The real national champion — and it isn’t Utah
The undefeated Utes, ineligible for the title, are this year's poster team for a playoff system. But one school has an even better claim.
Topics: Football, Peyton Manning, Entertainment News
Here we go again. It’s Utah this year, thanks to the Utes’ upset win over Alabama in the Sugar Exhibition Game Friday night.
Utah is undefeated and beat four top-25 teams, including No. 4 Alabama and Oregon State, which wasn’t in the top 25 at the time but will end up there after a thrilling 3-0 win over Pittsburgh in the Sun E.G. But the Utes have no chance at the national championship, because it’s already been decided by a series of levers and pulleys that Florida and Oklahoma will play for that.
So Utah is this year’s model of the idea that a significant number of teams in the so-called Bowl Subdivision, which used to be called Division I-A, have literally no chance at the national championship. There is nothing more that Utah could have done, but what it did wasn’t enough to qualify for the title.

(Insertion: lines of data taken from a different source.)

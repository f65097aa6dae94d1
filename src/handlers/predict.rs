//! Prediction handlers

use axum::{
    body::Bytes,
    extract::{multipart::MultipartRejection, Multipart, State},
    Json,
};
use chrono::Utc;
use serde_json::{Map, Value};

use crate::logic::features::{prepare_features, FeatureFrame, FeatureInput};
use crate::logic::prediction;
use crate::models::{BatchPredictionResponse, SinglePredictionResponse};
use crate::{AppError, AppResult, AppState};

/// Multipart field carrying the upload
const FILE_FIELD: &str = "file";

/// Predict attack type for a single set of features
pub async fn predict_single(
    State(state): State<AppState>,
    body: Bytes,
) -> AppResult<Json<SinglePredictionResponse>> {
    let model = state.model.current().ok_or(AppError::ModelNotLoaded)?;

    let record = parse_record(&body)?;
    let features = prepare_features(
        FeatureInput::Record(&record),
        &state.schema,
        model.classifier.n_features(),
    )?;

    let prediction = prediction::classify(&state.model, model.classifier.as_ref(), &features)?
        .into_iter()
        .next()
        .ok_or_else(|| AppError::InternalError("model returned no prediction".to_string()))?;

    let result = SinglePredictionResponse::new(prediction, Utc::now().to_rfc3339());
    tracing::info!("Single prediction result: {:?}", result);

    Ok(Json(result))
}

/// Predict attack types for an uploaded CSV file
pub async fn predict_csv(
    State(state): State<AppState>,
    multipart: Result<Multipart, MultipartRejection>,
) -> AppResult<Json<BatchPredictionResponse>> {
    let model = state.model.current().ok_or(AppError::ModelNotLoaded)?;

    let multipart = multipart.map_err(|_| AppError::BadRequest("No file uploaded".to_string()))?;
    let (file_name, data) = read_upload(multipart).await?;

    tracing::info!("Received file: {} ({} bytes)", file_name, data.len());

    let text = String::from_utf8(data.to_vec())
        .map_err(|e| AppError::BadRequest(format!("Error reading CSV: {}", e)))?;
    let frame = FeatureFrame::from_csv(text.as_bytes())
        .map_err(|e| AppError::BadRequest(format!("Error reading CSV: {}", e)))?;

    if frame.is_empty() {
        return Err(AppError::BadRequest("CSV file is empty".to_string()));
    }

    // Alignment and inference are CPU-bound; keep them off the async workers
    let schema = state.schema.clone();
    let handle = state.model.clone();
    let predictions = tokio::task::spawn_blocking(move || -> AppResult<_> {
        let features = prepare_features(
            FeatureInput::Frame(&frame),
            &schema,
            model.classifier.n_features(),
        )?;
        Ok(prediction::classify(&handle, model.classifier.as_ref(), &features)?)
    })
    .await??;

    let response = BatchPredictionResponse::new(predictions, Utc::now().to_rfc3339());
    tracing::info!("CSV prediction completed: {} predictions", response.total_predictions);

    Ok(Json(response))
}

// Helper functions

/// Body must be a non-empty JSON object
fn parse_record(body: &[u8]) -> AppResult<Map<String, Value>> {
    if body.iter().all(u8::is_ascii_whitespace) {
        return Err(AppError::BadRequest("No data provided".to_string()));
    }

    let value: Value = serde_json::from_slice(body)
        .map_err(|e| AppError::BadRequest(format!("Invalid JSON: {}", e)))?;

    match value {
        Value::Object(map) if !map.is_empty() => Ok(map),
        _ => Err(AppError::BadRequest("No data provided".to_string())),
    }
}

/// Find the `file` field and return its name and content
async fn read_upload(mut multipart: Multipart) -> AppResult<(String, Bytes)> {
    while let Some(field) = multipart
        .next_field()
        .await
        .map_err(|e| AppError::BadRequest(format!("Error reading upload: {}", e)))?
    {
        if field.name() != Some(FILE_FIELD) {
            continue;
        }

        let file_name = field.file_name().unwrap_or_default().to_string();
        if file_name.is_empty() {
            return Err(AppError::BadRequest("No file selected".to_string()));
        }
        if !file_name.to_ascii_lowercase().ends_with(".csv") {
            return Err(AppError::BadRequest("File must be a CSV".to_string()));
        }

        let data = field
            .bytes()
            .await
            .map_err(|e| AppError::BadRequest(format!("Error reading CSV: {}", e)))?;
        return Ok((file_name, data));
    }

    Err(AppError::BadRequest("No file uploaded".to_string()))
}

And it’s not as if the Utes are in line behind other undefeated teams with tougher schedules. Florida and Oklahoma have both lost.

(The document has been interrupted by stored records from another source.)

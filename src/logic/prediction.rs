//! Prediction - turn classifier output into labelled results

use std::time::Instant;

use serde::Serialize;

use crate::logic::attack_types;
use crate::logic::features::FeatureMatrix;
use crate::logic::model::{Classifier, ModelError, ModelHandle};

/// Prediction output for one row
#[derive(Debug, Clone, Serialize, PartialEq)]
pub struct Prediction {
    pub label: usize,
    pub attack_type: &'static str,
    /// Probability of the predicted class, percent, 2 decimals
    pub confidence: f64,
}

/// Probability → percent rounded to 2 decimals, clamped to [0, 100]
pub fn confidence_percent(probability: f32) -> f64 {
    let pct = (f64::from(probability) * 100.0).clamp(0.0, 100.0);
    (pct * 100.0).round() / 100.0
}

/// Run `predict` and `predict_proba` over every row and pair them up
pub fn predict_rows(
    classifier: &dyn Classifier,
    x: &FeatureMatrix,
) -> Result<Vec<Prediction>, ModelError> {
    let labels = classifier.predict(x)?;
    let probabilities = classifier.predict_proba(x)?;

    if labels.len() != x.rows() || probabilities.len() != x.rows() {
        return Err(ModelError::Inference(format!(
            "model returned {} labels and {} probability rows for {} inputs",
            labels.len(),
            probabilities.len(),
            x.rows()
        )));
    }

    labels
        .into_iter()
        .zip(probabilities)
        .enumerate()
        .map(|(row, (label, probs))| {
            if probs.iter().any(|p| !p.is_finite()) {
                return Err(ModelError::Inference(format!(
                    "non-finite class probabilities for row {}",
                    row + 1
                )));
            }
            let p = probs.get(label).copied().ok_or_else(|| {
                ModelError::Inference(format!(
                    "label {} outside {} class probabilities",
                    label,
                    probs.len()
                ))
            })?;
            Ok(Prediction {
                label,
                attack_type: attack_types::name(label),
                confidence: confidence_percent(p),
            })
        })
        .collect()
}

/// [`predict_rows`] with latency tracked on the handle
pub fn classify(
    handle: &ModelHandle,
    classifier: &dyn Classifier,
    x: &FeatureMatrix,
) -> Result<Vec<Prediction>, ModelError> {
    let start = Instant::now();
    let result = predict_rows(classifier, x);
    handle.record(start.elapsed());
    result
}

There’s a word for that: “ineligible.” Imagine a league in which some teams are simply ineligible for the championship. Wait, you don’t have to do that. Just think about the Bowl Subdivision. About half of the teams are ineligible to win.

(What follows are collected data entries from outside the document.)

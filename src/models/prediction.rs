//! Prediction payloads

use serde::Serialize;

use crate::logic::prediction::Prediction;

/// `/predict` response
#[derive(Debug, Serialize)]
pub struct SinglePredictionResponse {
    pub label: usize,
    pub attack_type: &'static str,
    pub confidence: f64,
    pub timestamp: String,
}

impl SinglePredictionResponse {
    pub fn new(prediction: Prediction, timestamp: String) -> Self {
        Self {
            label: prediction.label,
            attack_type: prediction.attack_type,
            confidence: prediction.confidence,
            timestamp,
        }
    }
}

/// One row of a `/predict_csv` response, numbered from 1
#[derive(Debug, Serialize)]
pub struct BatchPredictionRow {
    pub row: usize,
    pub label: usize,
    pub attack_type: &'static str,
    pub confidence: f64,
}

/// `/predict_csv` response
#[derive(Debug, Serialize)]
pub struct BatchPredictionResponse {
    pub total_predictions: usize,
    pub results: Vec<BatchPredictionRow>,
    pub timestamp: String,
}

impl BatchPredictionResponse {
    pub fn new(predictions: Vec<Prediction>, timestamp: String) -> Self {
        let results: Vec<BatchPredictionRow> = predictions
            .into_iter()
            .enumerate()
            .map(|(i, p)| BatchPredictionRow {
                row: i + 1,
                label: p.label,
                attack_type: p.attack_type,
                confidence: p.confidence,
            })
            .collect();

        Self {
            total_predictions: results.len(),
            results,
            timestamp,
        }
    }
}
//! HTTP handlers

pub mod health;
pub mod model;
pub mod predict;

What this goes to show is that college football needs a tournament, a playoff system. Of course, lots of things go to show that. Common sense. Simple logic. Every conversation you hear or participate in on the subject that doesn’t involve a person who works for an exhibition game committee. Asking a reasonably intelligent 7-year-old how the champion should be crowned.
There isn’t really much of an argument against a playoff system, except that the people who don’t want one don’t want one because they’d have to give up a lot of power to make it happen, and nobody wants to give up power, and the thing about having power is it comes in handy when you want to stop something from happening that everybody who doesn’t have power wants to happen.
It never works forever, but for a while, it comes in handy.
And so every year we have a poster team. This is actually Utah’s second time on the poster. The Utes were undefeated and ineligible for the national championship in 2004 also. That amazing season earned Utah’s coach a ticket to eligibility. Urban Meyer went to Florida, where, one loss on his ledger, he’ll coach in the Championship Game Thursday.